Three experts offer arguments against legalisation: DCI Michael Branston, the police officer who experiences first-hand the criminal effects of smoking cannabis.


whats a criminal effect.?..leaving the bad English aside.

i'd say thats because its illegal..


Quote

Chavi Suffri, Drugsline worker, believes legalisation would send the wrong message to young people about what is in reality a truly dangerous drug.


as proven in science, cannabis is safer/less toxic than potatoes.


Quote

Lee Haughton, drug charity worker in Liverpool, has a very personal view of the role cannabis played in ruining his life.

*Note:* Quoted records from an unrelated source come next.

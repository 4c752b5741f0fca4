//! Stateful order removal.
//!
//! Cancels a previously placed order and announces the removal downstream.
//! Removing an order that is already canceled leaves it untouched and still
//! emits the removal message, so redelivered blocks are harmless.

use async_trait::async_trait;

use crate::bus::{OffChainUpdate, OrderRemovalStatus, OutboundMessage};
use crate::db::orders::REMOVAL_FUNCTION;
use crate::db::OrderStore;
use crate::handlers::context::HandlerContext;
use crate::handlers::error::HandlerError;
use crate::handlers::traits::{EventHandler, ExecutionStrategy};
use crate::types::events::{BlockEvent, EventKind, EventPayload, OrderRemovalEvent};
use crate::types::order::{
    removal_transition, IndexerOrderId, OrderRemovalReason, StatusTransition,
};

const NAME: &str = "StatefulOrderRemovalHandler";

pub struct StatefulOrderRemovalHandler {
    strategy: ExecutionStrategy,
}

impl StatefulOrderRemovalHandler {
    pub fn new(strategy: ExecutionStrategy) -> Self {
        Self { strategy }
    }

    /// One storage call reads, evaluates and writes the order.
    async fn handle_via_sql_function(
        &self,
        removal: &OrderRemovalEvent,
        ctx: &HandlerContext<'_>,
    ) -> Result<Vec<OutboundMessage>, HandlerError> {
        let row = ctx
            .store
            .remove_order_atomic(
                removal.removed_order_id.uuid(),
                removal.reason,
                ctx.block_height,
            )
            .await?;

        tracing::debug!(
            "Order {} is {} after removal at block {}",
            row.id,
            row.status,
            ctx.block_height
        );

        Ok(vec![removal_message(&row.order_id, removal.reason)?])
    }

    async fn handle_via_client_queries(
        &self,
        removal: &OrderRemovalEvent,
        ctx: &HandlerContext<'_>,
    ) -> Result<Vec<OutboundMessage>, HandlerError> {
        let id = removal.removed_order_id.uuid();
        let current = ctx
            .store
            .find_order(id)
            .await?
            .ok_or_else(|| HandlerError::EntityNotFound(format!("order {}", id)))?;

        match removal_transition(current.status) {
            Ok(StatusTransition::Write(status)) => {
                ctx.store
                    .update_order_status(id, status, Some(removal.reason), ctx.block_height)
                    .await?;
            }
            Ok(StatusTransition::Unchanged) => {
                tracing::debug!("Order {} already {}, removal is a no-op", id, current.status);
            }
            Err(e) => {
                return Err(HandlerError::InvalidStateTransition {
                    entity: format!("order {}", id),
                    message: e.to_string(),
                })
            }
        }

        Ok(vec![removal_message(&removal.removed_order_id, removal.reason)?])
    }
}

fn removal_message(
    order_id: &IndexerOrderId,
    reason: OrderRemovalReason,
) -> Result<OutboundMessage, HandlerError> {
    let update = OffChainUpdate::OrderRemove {
        removed_order_id: order_id.clone(),
        reason,
        removal_status: OrderRemovalStatus::Canceled,
    };
    Ok(OutboundMessage::off_chain_update(order_id, &update)?)
}

#[async_trait]
impl EventHandler for StatefulOrderRemovalHandler {
    fn name(&self) -> &'static str {
        NAME
    }

    fn event_kinds(&self) -> &'static [EventKind] {
        &[EventKind::StatefulOrderRemoval]
    }

    fn strategy(&self) -> ExecutionStrategy {
        self.strategy
    }

    async fn handle(
        &self,
        event: &BlockEvent,
        ctx: &HandlerContext<'_>,
    ) -> Result<Vec<OutboundMessage>, HandlerError> {
        let EventPayload::StatefulOrderRemoval(removal) = &event.payload else {
            return Err(HandlerError::UnexpectedEvent {
                handler: NAME,
                kind: event.kind(),
            });
        };

        match self.strategy {
            ExecutionStrategy::FastPath => self.handle_via_sql_function(removal, ctx).await,
            ExecutionStrategy::Fallback => self.handle_via_client_queries(removal, ctx).await,
        }
    }

    async fn initialize(&self, store: &dyn OrderStore) -> Result<(), HandlerError> {
        super::require_fast_path(NAME, self.strategy, REMOVAL_FUNCTION, store).await
    }
}

#[cfg(test)]
mod tests {
    use super::*;
    use crate::db::{MemoryOrderStore, OrderRow};
    use crate::handlers::test_utils::{order, placement, removal};
    use crate::types::order::OrderStatus;

    const STRATEGIES: [ExecutionStrategy; 2] =
        [ExecutionStrategy::FastPath, ExecutionStrategy::Fallback];

    async fn seed(status: OrderStatus) -> MemoryOrderStore {
        let store = MemoryOrderStore::new();
        let mut row = OrderRow::placed(&order("dydx1alice", 1), 5);
        row.status = status;
        store.upsert_order(&row).await.unwrap();
        store
    }

    async fn run(
        strategy: ExecutionStrategy,
        store: &MemoryOrderStore,
        event: &BlockEvent,
        height: u64,
    ) -> Result<Vec<OutboundMessage>, HandlerError> {
        let handler = StatefulOrderRemovalHandler::new(strategy);
        handler.handle(event, &HandlerContext::new(height, store)).await
    }

    #[tokio::test]
    async fn test_strategies_are_equivalent() {
        let event = removal(0, "dydx1alice", OrderRemovalReason::Expired);
        let id = order("dydx1alice", 1).order_id.uuid();

        for prior in [
            OrderStatus::Open,
            OrderStatus::Untriggered,
            OrderStatus::BestEffortCanceled,
            OrderStatus::Canceled,
        ] {
            let fast_store = seed(prior).await;
            let slow_store = seed(prior).await;

            let fast = run(ExecutionStrategy::FastPath, &fast_store, &event, 9)
                .await
                .unwrap();
            let slow = run(ExecutionStrategy::Fallback, &slow_store, &event, 9)
                .await
                .unwrap();

            assert_eq!(fast, slow, "messages differ for prior status {}", prior);
            assert_eq!(fast_store.get(id), slow_store.get(id));
        }
    }

    #[tokio::test]
    async fn test_removal_cancels_and_emits_message() {
        for strategy in STRATEGIES {
            let store = seed(OrderStatus::Open).await;
            let event = removal(0, "dydx1alice", OrderRemovalReason::Expired);

            let messages = run(strategy, &store, &event, 9).await.unwrap();
            assert_eq!(messages.len(), 1);

            let order_id = order("dydx1alice", 1).order_id;
            assert_eq!(messages[0].partition_key, order_id.hash().to_vec());
            assert_eq!(
                messages[0].decode_update().unwrap(),
                OffChainUpdate::OrderRemove {
                    removed_order_id: order_id.clone(),
                    reason: OrderRemovalReason::Expired,
                    removal_status: OrderRemovalStatus::Canceled,
                }
            );

            let row = store.get(order_id.uuid()).unwrap();
            assert_eq!(row.status, OrderStatus::Canceled);
            assert_eq!(row.removal_reason, Some(OrderRemovalReason::Expired));
            assert_eq!(row.updated_at_height, 9);
            assert_eq!(row.created_at_height, 5);
        }
    }

    #[tokio::test]
    async fn test_repeated_removal_is_idempotent() {
        for strategy in STRATEGIES {
            let store = seed(OrderStatus::Open).await;
            let first = removal(0, "dydx1alice", OrderRemovalReason::Expired);
            let second = removal(1, "dydx1alice", OrderRemovalReason::UserCanceled);

            run(strategy, &store, &first, 9).await.unwrap();
            let id = order("dydx1alice", 1).order_id.uuid();
            let after_first = store.get(id).unwrap();

            let messages = run(strategy, &store, &second, 10).await.unwrap();
            assert_eq!(messages.len(), 1);
            assert_eq!(store.get(id).unwrap(), after_first);
        }
    }

    #[tokio::test]
    async fn test_missing_order_is_not_found() {
        for strategy in STRATEGIES {
            let store = MemoryOrderStore::new();
            let event = removal(0, "dydx1nobody", OrderRemovalReason::Expired);

            let err = run(strategy, &store, &event, 9).await.unwrap_err();
            assert!(matches!(err, HandlerError::EntityNotFound(_)), "{:?}", err);
            assert!(store.is_empty());
        }
    }

    #[tokio::test]
    async fn test_filled_order_cannot_be_removed() {
        for strategy in STRATEGIES {
            let store = seed(OrderStatus::Filled).await;
            let event = removal(0, "dydx1alice", OrderRemovalReason::Expired);

            let err = run(strategy, &store, &event, 9).await.unwrap_err();
            assert!(
                matches!(err, HandlerError::InvalidStateTransition { .. }),
                "{:?}",
                err
            );

            let row = store.get(order("dydx1alice", 1).order_id.uuid()).unwrap();
            assert_eq!(row.status, OrderStatus::Filled);
        }
    }

    #[tokio::test]
    async fn test_rejects_other_event_kinds() {
        let store = MemoryOrderStore::new();
        let err = run(ExecutionStrategy::Fallback, &store, &placement(0, "dydx1alice"), 1)
            .await
            .unwrap_err();
        assert!(matches!(err, HandlerError::UnexpectedEvent { .. }));
    }

    #[tokio::test]
    async fn test_initialize_checks_fast_path() {
        let store = MemoryOrderStore::new();
        StatefulOrderRemovalHandler::new(ExecutionStrategy::FastPath)
            .initialize(&store)
            .await
            .unwrap();
    }
}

i think he means his family..and their addiction to hard drugs.

Quote

Generational devastation
To be free from the shackles of addiction is an amazing relief for me and the world around me. The twelve step programme of recovery has empowered me to live a life of excitement, joy and peace that no amount of alcohol and drugs could have ever given me.
And what’s more, this programme is absolutely free.
My upbringing was in a chaotic and often violent environment that was fueled by drink and drugs. I was soon to adopt the same behaviors and addiction gripped my life and destroyed everything in it.
I found the twelve step programme and stopped the generational devastation that has crippled my family. My mother who had addiction problems saw me find a way out. She saw hope and got herself the help she needed through a twelve step treatment centre.
My Nan, who has seen my granddad die as a result of alcohol dependency, can now rest knowing that her daughter and grandson are free and alive. No more must she spend endless nights worrying and crying herself to sleep. She looks ten years younger and can now relax and enjoy the rest of her life.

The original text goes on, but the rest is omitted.